Problem to work on: Lines holding the string "crate" are the ones to copy from this listing.

###

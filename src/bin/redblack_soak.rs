//! redblack-soak: randomized workload against the red-black tree
//!
//! Inserts a random permutation of distinct keys, optionally removes a subset,
//! drains the rest with `pop`, and validates every tree invariant along the
//! way. Exits non-zero on the first violation.
//!
//! ## Configuration
//! - REDBLACK_CONFIG: YAML config path (default: redblack.yaml, optional)
//! - REDBLACK_SOAK_KEYS: number of keys (default: 5000)
//! - REDBLACK_SOAK_SEED: RNG seed (default: random)
//! - REDBLACK_SOAK_KEY_RANGE: keys drawn from [-range, range) (default: 100000)
//! - REDBLACK_SOAK_VALIDATE_EVERY: full check every N mutations (default: 0)
//! - REDBLACK_SOAK_REMOVE_FRACTION: share of keys removed before the pop phase (default: 0.0)
//! - REDBLACK_LOG: tracing filter (default: info)

use tracing::{error, info};

use redblack::config::Config;
use redblack::soak;
use redblack::utils::bootstrap::init_tracing;

fn main() -> Result<(), Box<dyn std::error::Error>> {
    init_tracing();

    let config = Config::load()?;
    info!(?config, "redblack-soak started");

    match soak::run(&config.soak) {
        Ok(report) => {
            info!(
                seed = report.seed,
                inserted = report.inserted,
                removed = report.removed,
                popped = report.popped,
                max_black_height = report.max_black_height,
                peak_height = report.peak_height,
                "soak passed"
            );
            Ok(())
        }
        Err(e) => {
            error!(error = %e, "soak failed");
            Err(e.into())
        }
    }
}
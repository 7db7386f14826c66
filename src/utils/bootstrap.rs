//! Bootstrap utilities for redblack binaries.

use tracing_subscriber::{layer::SubscriberExt, util::SubscriberInitExt};

/// Environment variable holding the tracing filter directive.
pub const LOG_ENV: &str = "REDBLACK_LOG";

/// Initialize tracing with REDBLACK_LOG environment variable.
///
/// Defaults to "info" level if REDBLACK_LOG is not set. Set
/// `REDBLACK_LOG=redblack_rbtree=trace` to see every fixup case taken.
pub fn init_tracing() {
    tracing_subscriber::registry()
        .with(
            tracing_subscriber::EnvFilter::try_from_env(LOG_ENV)
                .unwrap_or_else(|_| tracing_subscriber::EnvFilter::new("info")),
        )
        .with(tracing_subscriber::fmt::layer())
        .init();
}
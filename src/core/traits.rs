//! Defines traits for core

use std::ffi::{CStr, CString};

use anyhow::Result;
use ash::prelude::VkResult;
use ash::vk;

use crate::Error;

/// The set of Vulkan calls the caches and allocators in this crate are built on.
///
/// [`Device`](crate::Device) implements this with real Vulkan calls. Any other implementation
/// (for example an in-memory device for testing) can be plugged into every cache by
/// using it as the `D` type parameter.
///
/// All methods returning a [`VkResult`] must return the raw driver result, so callers can
/// react to specific error codes like [`vk::Result::ERROR_OUT_OF_POOL_MEMORY`].
pub trait DeviceInterface: Clone + Send + Sync + 'static {
    /// Create a new `VkDescriptorSetLayout` from a list of bindings.
    fn create_descriptor_set_layout(&self, bindings: &[vk::DescriptorSetLayoutBinding]) -> VkResult<vk::DescriptorSetLayout>;

    /// Destroy a `VkDescriptorSetLayout` previously created with [`DeviceInterface::create_descriptor_set_layout`].
    fn destroy_descriptor_set_layout(&self, layout: vk::DescriptorSetLayout);

    /// Create a new `VkDescriptorPool` that can hold at most `max_sets` descriptor sets.
    fn create_descriptor_pool(&self, sizes: &[vk::DescriptorPoolSize], max_sets: u32) -> VkResult<vk::DescriptorPool>;

    /// Return every descriptor set allocated from this pool back to it.
    fn reset_descriptor_pool(&self, pool: vk::DescriptorPool) -> VkResult<()>;

    /// Destroy a `VkDescriptorPool`, implicitly freeing all sets allocated from it.
    fn destroy_descriptor_pool(&self, pool: vk::DescriptorPool);

    /// Allocate a single descriptor set with the given layout from a pool.
    fn allocate_descriptor_set(&self, pool: vk::DescriptorPool, layout: vk::DescriptorSetLayout) -> VkResult<vk::DescriptorSet>;

    /// Issue a batch of descriptor writes.
    /// # Safety
    /// * Every buffer and image info pointer inside `writes` must be valid for the duration of the call.
    /// * No descriptor set written to may be in use by the GPU.
    unsafe fn update_descriptor_sets(&self, writes: &[vk::WriteDescriptorSet]);

    /// Create a `VkFramebuffer` compatible with `render_pass`.
    fn create_framebuffer(
        &self,
        render_pass: vk::RenderPass,
        attachments: &[vk::ImageView],
        extent: vk::Extent2D,
        layers: u32,
    ) -> VkResult<vk::Framebuffer>;

    /// Destroy a `VkFramebuffer`
    fn destroy_framebuffer(&self, framebuffer: vk::Framebuffer);

    /// Attach a debug name to a raw Vulkan object. The default implementation does nothing.
    fn set_debug_name(&self, _object_type: vk::ObjectType, _handle: u64, _name: &CStr) -> Result<()> {
        Ok(())
    }
}

/// Naming helpers available on every [`DeviceInterface`]
pub trait Nameable: DeviceInterface {
    /// Set the name of any given compatible object for debugging purposes
    /// # Errors
    /// - Fails with [`Error::InvalidString`] if `name` contains a nul byte.
    fn set_name<H: vk::Handle>(&self, object: H, name: &str) -> Result<()> {
        let name = CString::new(name).map_err(Error::from)?;
        self.set_debug_name(H::TYPE, object.as_raw(), &name)
    }
}

impl<D: DeviceInterface> Nameable for D {}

###

Solution to the exercise:
use crate::Error;
/// The set of Vulkan calls the caches and allocators in this crate are built on.
/// [`Device`](crate::Device) implements this with real Vulkan calls. Any other implementation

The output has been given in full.